How to calculate the conditional expectation Weibull model?

I would like to calculate the conditional expectation of the Weibull model. In specific, I would like to estimate the remaining tenure of a client looking at random moments (time = t) in his total tenure.
To do so, I have calculated the total tenure for each client (currently active or inactive) and based on the random moment for each client, calculated his/her tenure at that moment.
The example below is a snapshot of my attempt. I use 2 variables STED and TemporalTenure to predict the dependent variable tenure which has either status 0 = active or 1 = inactive. I use the survival package for obtaining the survival object (km_surv).
df = structure(list(ID = c(16008, 21736, 18851, 20387, 30749,
42159), STED = c(2,
5, 1, 3, 2, 2), TemporalTenure = c(84, 98, 255, 392, 108, 278
), tenure = c(152, 166, 273, 460, 160, 289), status = c(0, 0,
1, 0, 1, 1)), row.names = c(NA,
6L), class = "data.frame")
km_surv <- Surv(time = df$tenure, event = df$status)
df <- data.frame(y = km_surv, df[,!(names(df) %in% c("tenure","status", "ID"))])
weibull_fit <- psm(y ~. , dist="weibull", data = df)

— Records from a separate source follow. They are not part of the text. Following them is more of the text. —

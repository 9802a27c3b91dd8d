//! Capture state management
//!
//! Defines the capture state machine, the session record and the recorder
//! configuration.

use super::artifact::ArtifactRef;
use crate::capture::traits::{CaptureConstraints, CaptureErrorKind};
use crate::utils::error::AppResult;
use chrono::{DateTime, Utc};
use serde::{Deserialize, Serialize};
use std::path::Path;
use std::time::Duration;
use uuid::Uuid;

/// Current state of the capture controller
#[derive(Debug, Clone, PartialEq, Eq, Serialize, Deserialize)]
#[serde(tag = "state", rename_all = "camelCase")]
pub enum CaptureState {
    /// Nothing captured yet, or torn down
    Idle,
    /// Waiting for the capture source to grant or refuse a stream
    RequestingPermission,
    /// Chunks are being collected
    Recording,
    /// Recording completed, artifact ready for download
    #[serde(rename_all = "camelCase")]
    Finished { artifact: ArtifactRef },
    /// The capture request failed; behaves like `Idle` for the next start
    #[serde(rename_all = "camelCase")]
    Failed { error: CaptureErrorKind },
}

impl Default for CaptureState {
    fn default() -> Self {
        Self::Idle
    }
}

impl CaptureState {
    /// Whether a session currently owns the capture source
    pub fn is_active(&self) -> bool {
        matches!(self, CaptureState::RequestingPermission | CaptureState::Recording)
    }

    pub fn is_recording(&self) -> bool {
        matches!(self, CaptureState::Recording)
    }
}

/// Why a recording session finished
#[derive(Debug, Clone, Copy, PartialEq, Eq, Serialize, Deserialize)]
#[serde(rename_all = "camelCase")]
pub enum FinishReason {
    /// The user pressed stop
    UserStopped,
    /// The capture source ended the stream (e.g. sharing revoked from the OS)
    SourceEnded,
    /// The recorder stopped on its own, usually because its input ran dry
    RecorderStopped,
}

/// Phase of a single capture session
#[derive(Debug, Clone, Copy, PartialEq, Eq, Serialize, Deserialize)]
#[serde(rename_all = "camelCase")]
pub enum SessionPhase {
    RequestingPermission,
    Recording,
    Finished,
    Failed,
}

/// One recording attempt and the chunks it collected
#[derive(Debug, Clone, Serialize, Deserialize)]
#[serde(rename_all = "camelCase")]
pub struct CaptureSession {
    /// Session identifier
    pub id: Uuid,

    /// Where the session is in its lifecycle
    pub phase: SessionPhase,

    /// Encoded chunks in receipt order
    #[serde(skip)]
    chunks: Vec<Vec<u8>>,

    /// Bytes collected so far
    pub total_bytes: usize,

    /// When the start intent created the session
    pub started_at: DateTime<Utc>,

    /// When the session finished or failed
    pub ended_at: Option<DateTime<Utc>>,

    /// Set once the session is finished
    pub finish_reason: Option<FinishReason>,

    /// Set when the capture request failed
    pub last_error: Option<CaptureErrorKind>,
}

impl CaptureSession {
    /// Create a session that is waiting for the capture source
    pub fn new() -> Self {
        Self {
            id: Uuid::new_v4(),
            phase: SessionPhase::RequestingPermission,
            chunks: Vec::new(),
            total_bytes: 0,
            started_at: Utc::now(),
            ended_at: None,
            finish_reason: None,
            last_error: None,
        }
    }

    /// Chunks collected so far, in receipt order
    pub fn chunks(&self) -> &[Vec<u8>] {
        &self.chunks
    }

    pub fn chunk_count(&self) -> usize {
        self.chunks.len()
    }

    /// Bytes collected after the first `offset` bytes, for following a recording live
    pub fn bytes_since(&self, offset: usize) -> Vec<u8> {
        let mut out = Vec::with_capacity(self.total_bytes.saturating_sub(offset));
        let mut start = 0;
        for chunk in &self.chunks {
            let end = start + chunk.len();
            if end > offset {
                out.extend_from_slice(&chunk[offset.saturating_sub(start)..]);
            }
            start = end;
        }
        out
    }

    /// Move into the recording phase
    pub fn begin_recording(&mut self) {
        self.phase = SessionPhase::Recording;
    }

    /// Append a chunk. Returns false if the chunk was discarded, either because
    /// it is empty or because the session no longer records.
    pub fn push_chunk(&mut self, chunk: Vec<u8>) -> bool {
        if self.phase != SessionPhase::Recording || chunk.is_empty() {
            return false;
        }
        self.total_bytes += chunk.len();
        self.chunks.push(chunk);
        true
    }

    /// Freeze the session and return the concatenated recording
    pub fn finish(&mut self, reason: FinishReason) -> Vec<u8> {
        self.phase = SessionPhase::Finished;
        self.finish_reason = Some(reason);
        self.ended_at = Some(Utc::now());
        self.chunks.concat()
    }

    /// Mark the capture request as failed
    pub fn fail(&mut self, error: CaptureErrorKind) {
        self.phase = SessionPhase::Failed;
        self.last_error = Some(error);
        self.ended_at = Some(Utc::now());
    }

    /// Duration in milliseconds, up to now for running sessions
    pub fn duration_ms(&self) -> i64 {
        let end = self.ended_at.unwrap_or_else(Utc::now);
        (end - self.started_at).num_milliseconds()
    }
}

impl Default for CaptureSession {
    fn default() -> Self {
        Self::new()
    }
}

/// Container the recorder muxes into
#[derive(Debug, Clone, Copy, PartialEq, Eq, Serialize, Deserialize)]
#[serde(rename_all = "lowercase")]
pub enum MediaContainer {
    WebM,
    Mp4,
}

impl Default for MediaContainer {
    fn default() -> Self {
        Self::WebM
    }
}

impl MediaContainer {
    /// MIME type the artifact is tagged with
    pub fn mime_type(&self) -> &'static str {
        match self {
            MediaContainer::WebM => "video/webm",
            MediaContainer::Mp4 => "video/mp4",
        }
    }

    /// MIME type with codecs, as needed to feed a streaming player
    pub fn stream_mime_type(&self, has_audio: bool) -> String {
        let codecs = match (self, has_audio) {
            (MediaContainer::WebM, true) => "vp8, opus",
            (MediaContainer::WebM, false) => "vp8",
            (MediaContainer::Mp4, true) => "avc1.640028, mp4a.40.2",
            (MediaContainer::Mp4, false) => "avc1.640028",
        };
        format!("{}; codecs=\"{}\"", self.mime_type(), codecs)
    }

    /// File extension for saved recordings
    pub fn extension(&self) -> &'static str {
        match self {
            MediaContainer::WebM => "webm",
            MediaContainer::Mp4 => "mp4",
        }
    }

    /// Short name used in the download label
    pub fn label(&self) -> &'static str {
        match self {
            MediaContainer::WebM => "WebM",
            MediaContainer::Mp4 => "MP4",
        }
    }

    /// Look up a container by MIME type, ignoring codec parameters
    pub fn from_mime(mime: &str) -> Option<Self> {
        let essence = mime.split(';').next().unwrap_or("").trim();
        match essence.to_ascii_lowercase().as_str() {
            "video/webm" => Some(MediaContainer::WebM),
            "video/mp4" => Some(MediaContainer::Mp4),
            _ => None,
        }
    }
}

/// Configuration for the capture controller
#[derive(Debug, Clone, Serialize, Deserialize)]
#[serde(rename_all = "camelCase", default)]
pub struct RecorderConfig {
    /// Container the recorder produces
    pub container: MediaContainer,

    /// How often the recorder emits buffered data, in milliseconds
    pub chunk_interval_ms: u64,

    /// Suggested file name without extension
    pub file_stem: String,

    /// What to request from the capture source
    pub constraints: CaptureConstraints,
}

impl Default for RecorderConfig {
    fn default() -> Self {
        Self {
            container: MediaContainer::WebM,
            chunk_interval_ms: 10,
            file_stem: "screenrecording".to_string(),
            constraints: CaptureConstraints::default(),
        }
    }
}

impl RecorderConfig {
    /// Load a JSON config file; missing fields fall back to defaults
    pub fn load(path: &Path) -> AppResult<Self> {
        let content = std::fs::read_to_string(path)?;
        let config = serde_json::from_str(&content)?;
        Ok(config)
    }

    pub fn chunk_interval(&self) -> Duration {
        Duration::from_millis(self.chunk_interval_ms.max(1))
    }

    /// Suggested download file name, e.g. `screenrecording.webm`
    pub fn suggested_file_name(&self) -> String {
        format!("{}.{}", self.file_stem, self.container.extension())
    }
}

#[cfg(test)]
mod tests {
    use super::*;

    #[test]
    fn test_session_ignores_empty_and_late_chunks() {
        let mut session = CaptureSession::new();
        assert!(!session.push_chunk(vec![1, 2, 3]), "not recording yet");

        session.begin_recording();
        assert!(session.push_chunk(vec![1; 10]));
        assert!(!session.push_chunk(Vec::new()));
        assert!(session.push_chunk(vec![2; 20]));
        assert_eq!(session.chunk_count(), 2);
        assert_eq!(session.total_bytes, 30);

        let bytes = session.finish(FinishReason::UserStopped);
        assert_eq!(bytes.len(), 30);
        assert_eq!(&bytes[..10], &[1u8; 10]);
        assert_eq!(&bytes[10..], &[2u8; 20]);

        assert!(!session.push_chunk(vec![9; 5]));
        assert_eq!(session.chunk_count(), 2);
        assert_eq!(session.finish_reason, Some(FinishReason::UserStopped));
        assert!(session.duration_ms() >= 0);
    }

    #[test]
    fn test_bytes_since_offset() {
        let mut session = CaptureSession::new();
        session.begin_recording();
        session.push_chunk(b"abc".to_vec());
        session.push_chunk(b"defg".to_vec());

        assert_eq!(session.bytes_since(0), b"abcdefg");
        assert_eq!(session.bytes_since(2), b"cdefg");
        assert_eq!(session.bytes_since(3), b"defg");
        assert!(session.bytes_since(7).is_empty());
        assert!(session.bytes_since(100).is_empty());
    }

    #[test]
    fn test_container_lookup() {
        assert_eq!(MediaContainer::from_mime("video/webm"), Some(MediaContainer::WebM));
        assert_eq!(
            MediaContainer::from_mime("video/webm;codecs=vp8,opus"),
            Some(MediaContainer::WebM)
        );
        assert_eq!(MediaContainer::from_mime("VIDEO/MP4"), Some(MediaContainer::Mp4));
        assert_eq!(MediaContainer::from_mime("audio/ogg"), None);

        let streamed = MediaContainer::WebM.stream_mime_type(true);
        assert_eq!(streamed, "video/webm; codecs=\"vp8, opus\"");
        assert_eq!(MediaContainer::from_mime(&streamed), Some(MediaContainer::WebM));
    }

    #[test]
    fn test_config_defaults() {
        let config: RecorderConfig = serde_json::from_str(r#"{"fileStem":"demo"}"#).unwrap();
        assert_eq!(config.container, MediaContainer::WebM);
        assert_eq!(config.chunk_interval(), Duration::from_millis(10));
        assert_eq!(config.suggested_file_name(), "demo.webm");
        assert_eq!(RecorderConfig::default().suggested_file_name(), "screenrecording.webm");
    }

    #[test]
    fn test_config_load() {
        let dir = tempfile::tempdir().unwrap();
        let path = dir.path().join("recorder.json");
        std::fs::write(&path, r#"{"container":"mp4","chunkIntervalMs":250}"#).unwrap();

        let config = RecorderConfig::load(&path).unwrap();
        assert_eq!(config.container, MediaContainer::Mp4);
        assert_eq!(config.chunk_interval(), Duration::from_millis(250));
        assert_eq!(config.suggested_file_name(), "screenrecording.mp4");

        std::fs::write(&path, "not json").unwrap();
        assert!(RecorderConfig::load(&path).is_err());
        assert!(RecorderConfig::load(&dir.path().join("missing.json")).is_err());
    }

    #[test]
    fn test_state_serialization() {
        let json = serde_json::to_value(CaptureState::RequestingPermission).unwrap();
        assert_eq!(json["state"], "requestingPermission");

        let failed = CaptureState::Failed {
            error: CaptureErrorKind::PermissionDenied,
        };
        assert!(!failed.is_active());
        assert!(CaptureState::Recording.is_active());
    }
}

quantsurv <- Quantile(weibull_fit, df)
lp <- predict(weibull_fit, df, type="lp")
print(quantsurv(0.5, lp))
The output of these estimations are way too high. I assume this is caused by including the TemporalTenure, but I can't find out how the psm package calculates this and if there are other packages where it's possible to estimate the remaining tenure of client i at time t.
How can I obtain the predicted tenure conditioned over the time that a client is already active (random moment in time: TemporalTenure) where the dependent tenure can either be a client that is still active or one that is inactive?
EDIT
To clarify, whenever I add time conditional variables such as: TemporalTenure, number of received payments and number of complaints until time t, the predicted lifetime explodes in many cases. Therefore, I suspect that the psm is not the right way to go. Similar question is asked here, but the solution given doesn't work for the same reasons.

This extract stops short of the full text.